CAMUSI – Free Improvisation Concert
Wed 11 Dec 2013, 8 pm
ATK
From the organizer:
The Onion Cellar & DomDom are super excited to present:
A solo concert from the Italian duo CAMUSI – who totally burnt the house down and melt the faces and minds of all present at their concert on Monday as part of the Hanoi New Music Festival 2013.
Think Liz Fraser fronting a free-improvisation unit, backed by sonic experimentalists of the 21st century.
A Hanoi New Music Festival ’13 side-event.

CAMUSI (ITALY)
Stefano Giust: Drums, cymbals, objects
Patrizia Oliva: Vocal, electronics, contact microphone
“The live show is brilliant: the fragmented rhythms of Giust, change with the naturalness of a beating wings, it’s free jazz, it’s radical improv, it’s even trip-hop, each piece bears his indelible imprint. No less important is the Madame par excellence, her voice exudes passion and vehemence at every step, it’s a scratch, a caress, a slap and a scream at the same time. All these drag the sound of Camusi into the abyss of the soul, and then up to the sky.” Succo Acido
Camusi plays free improvisation: the aesthetic approaches of the two musicians interact with each other touching different areas: contemporary music, avant-garde jazz, electroacoustic, trip-hop, noise, psychedelia, ethnic, no wave, etc. Voice, electronics and drums have the same importance, following a sort of instrumental democracy.

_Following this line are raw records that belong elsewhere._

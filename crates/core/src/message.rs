//! Chat session and message domain types.
//!
//! A `ChatSession` is one visitor's conversation thread with a profile's
//! assistant. It owns an append-only, ordered sequence of `ChatMessage`s;
//! messages are never mutated after creation.

use chrono::{DateTime, Utc};
use serde::{Deserialize, Serialize};

/// Who authored a persisted chat message.
#[derive(Debug, Clone, Copy, PartialEq, Eq, Serialize, Deserialize)]
#[serde(rename_all = "lowercase")]
pub enum Role {
    /// The visitor
    User,
    /// The AI assistant
    Assistant,
}

impl Role {
    pub fn as_str(&self) -> &'static str {
        match self {
            Self::User => "user",
            Self::Assistant => "assistant",
        }
    }

    pub fn parse(s: &str) -> Option<Self> {
        match s {
            "user" => Some(Self::User),
            "assistant" => Some(Self::Assistant),
            _ => None,
        }
    }
}

/// One chat thread, owned by a profile.
#[derive(Debug, Clone, Serialize, Deserialize)]
pub struct ChatSession {
    /// Store-assigned id (0 until inserted).
    pub id: i64,

    /// The profile whose assistant this session talks to.
    pub profile_id: i64,

    pub created_at: DateTime<Utc>,
}

/// A single persisted message in a session. Append-only.
#[derive(Debug, Clone, Serialize, Deserialize)]
pub struct ChatMessage {
    /// Store-assigned id (0 until inserted).
    pub id: i64,

    pub session_id: i64,

    pub role: Role,

    pub content: String,

    pub created_at: DateTime<Utc>,
}

#[cfg(test)]
mod tests {
    use super::*;

    #[test]
    fn role_serializes_lowercase() {
        assert_eq!(serde_json::to_string(&Role::User).unwrap(), r#""user""#);
        assert_eq!(
            serde_json::to_string(&Role::Assistant).unwrap(),
            r#""assistant""#
        );
    }

    #[test]
    fn role_parse_roundtrip() {
        assert_eq!(Role::parse("user"), Some(Role::User));
        assert_eq!(Role::parse("assistant"), Some(Role::Assistant));
        assert_eq!(Role::parse("system"), None);
    }

    #[test]
    fn message_serialization_roundtrip() {
        let msg = ChatMessage {
            id: 7,
            session_id: 3,
            role: Role::Assistant,
            content: "您好!".into(),
            created_at: Utc::now(),
        };
        let json = serde_json::to_string(&msg).unwrap();
        let back: ChatMessage = serde_json::from_str(&json).unwrap();
        assert_eq!(back.id, 7);
        assert_eq!(back.role, Role::Assistant);
        assert_eq!(back.content, "您好!");
    }
}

Patrizia Oliva’s research is aimed on a redefinition of contemporary singer that often includes gesture. Her exploration on electronics includes noise, field recordings and voice loops. Stefano Giust’s drumming focuses on rhythmic pulse and its destruction, along with embracing powerful rough angularity, asymmetrical rhythms, noise, silence, timbric intensity and extended techniques. He avoids most clichés, nevertheless manages to transmit a pulsation that doesn’t derive from a single beat, but by assembling several rhythmic such as “micro events”.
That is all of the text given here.